The task:
Whenever a line below includes the word "ActionResponse", copy that line.

Data provided:
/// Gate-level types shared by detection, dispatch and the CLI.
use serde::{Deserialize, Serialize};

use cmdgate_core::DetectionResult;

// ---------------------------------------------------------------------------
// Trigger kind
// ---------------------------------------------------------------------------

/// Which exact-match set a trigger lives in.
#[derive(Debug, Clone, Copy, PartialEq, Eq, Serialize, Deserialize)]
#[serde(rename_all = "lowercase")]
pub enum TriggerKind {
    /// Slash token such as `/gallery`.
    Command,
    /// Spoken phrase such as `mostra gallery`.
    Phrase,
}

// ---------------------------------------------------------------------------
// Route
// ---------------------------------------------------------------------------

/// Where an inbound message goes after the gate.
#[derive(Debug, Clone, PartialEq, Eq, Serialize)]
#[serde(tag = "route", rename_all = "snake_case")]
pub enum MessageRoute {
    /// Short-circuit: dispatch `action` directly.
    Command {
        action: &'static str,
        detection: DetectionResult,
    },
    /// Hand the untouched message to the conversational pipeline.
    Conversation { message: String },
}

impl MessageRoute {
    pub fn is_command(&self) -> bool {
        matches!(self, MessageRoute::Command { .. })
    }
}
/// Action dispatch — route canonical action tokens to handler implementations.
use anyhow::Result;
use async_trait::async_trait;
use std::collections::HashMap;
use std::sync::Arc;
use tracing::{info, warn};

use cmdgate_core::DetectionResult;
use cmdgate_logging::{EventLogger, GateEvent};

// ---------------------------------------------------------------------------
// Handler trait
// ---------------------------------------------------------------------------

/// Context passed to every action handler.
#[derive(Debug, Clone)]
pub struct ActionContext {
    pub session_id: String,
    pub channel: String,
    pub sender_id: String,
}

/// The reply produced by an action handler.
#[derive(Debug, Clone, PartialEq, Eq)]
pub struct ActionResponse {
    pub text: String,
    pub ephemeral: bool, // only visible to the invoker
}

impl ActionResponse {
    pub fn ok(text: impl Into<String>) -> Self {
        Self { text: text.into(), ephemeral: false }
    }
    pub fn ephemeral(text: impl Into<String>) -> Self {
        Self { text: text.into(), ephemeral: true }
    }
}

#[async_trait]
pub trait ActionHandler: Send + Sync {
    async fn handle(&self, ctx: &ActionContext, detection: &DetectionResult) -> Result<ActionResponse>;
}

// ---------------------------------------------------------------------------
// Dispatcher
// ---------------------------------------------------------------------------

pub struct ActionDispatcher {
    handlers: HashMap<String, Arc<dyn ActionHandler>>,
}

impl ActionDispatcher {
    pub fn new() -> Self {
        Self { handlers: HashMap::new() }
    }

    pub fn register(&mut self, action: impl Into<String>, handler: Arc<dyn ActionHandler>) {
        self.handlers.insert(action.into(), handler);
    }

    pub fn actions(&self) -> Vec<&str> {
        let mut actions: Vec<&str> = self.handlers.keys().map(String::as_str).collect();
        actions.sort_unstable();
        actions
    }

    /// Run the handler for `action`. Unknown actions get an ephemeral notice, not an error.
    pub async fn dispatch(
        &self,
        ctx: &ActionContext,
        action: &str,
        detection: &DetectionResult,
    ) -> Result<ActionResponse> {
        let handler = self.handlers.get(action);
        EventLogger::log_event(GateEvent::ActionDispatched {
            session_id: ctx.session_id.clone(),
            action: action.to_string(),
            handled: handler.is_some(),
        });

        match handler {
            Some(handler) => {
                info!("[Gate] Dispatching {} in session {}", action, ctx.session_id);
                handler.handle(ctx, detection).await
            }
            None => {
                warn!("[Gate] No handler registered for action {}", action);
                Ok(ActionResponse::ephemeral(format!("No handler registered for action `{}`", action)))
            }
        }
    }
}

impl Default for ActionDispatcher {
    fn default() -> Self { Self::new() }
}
* * *
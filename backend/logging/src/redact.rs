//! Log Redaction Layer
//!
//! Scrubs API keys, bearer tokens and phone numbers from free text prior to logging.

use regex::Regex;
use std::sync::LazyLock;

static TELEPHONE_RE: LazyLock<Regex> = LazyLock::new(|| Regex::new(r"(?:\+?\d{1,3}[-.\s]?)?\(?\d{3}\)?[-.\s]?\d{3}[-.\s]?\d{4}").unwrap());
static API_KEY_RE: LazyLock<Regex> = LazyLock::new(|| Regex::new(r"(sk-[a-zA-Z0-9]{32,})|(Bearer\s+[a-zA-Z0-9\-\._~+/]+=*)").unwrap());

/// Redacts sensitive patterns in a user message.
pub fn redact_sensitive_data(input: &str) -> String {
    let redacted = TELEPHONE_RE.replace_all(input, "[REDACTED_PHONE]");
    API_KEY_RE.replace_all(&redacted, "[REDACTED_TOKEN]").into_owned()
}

Output:
pub struct ActionResponse {
impl ActionResponse {
    async fn handle(&self, ctx: &ActionContext, detection: &DetectionResult) -> Result<ActionResponse>;
    ) -> Result<ActionResponse> {
                Ok(ActionResponse::ephemeral(format!("No handler registered for action `{}`", action)))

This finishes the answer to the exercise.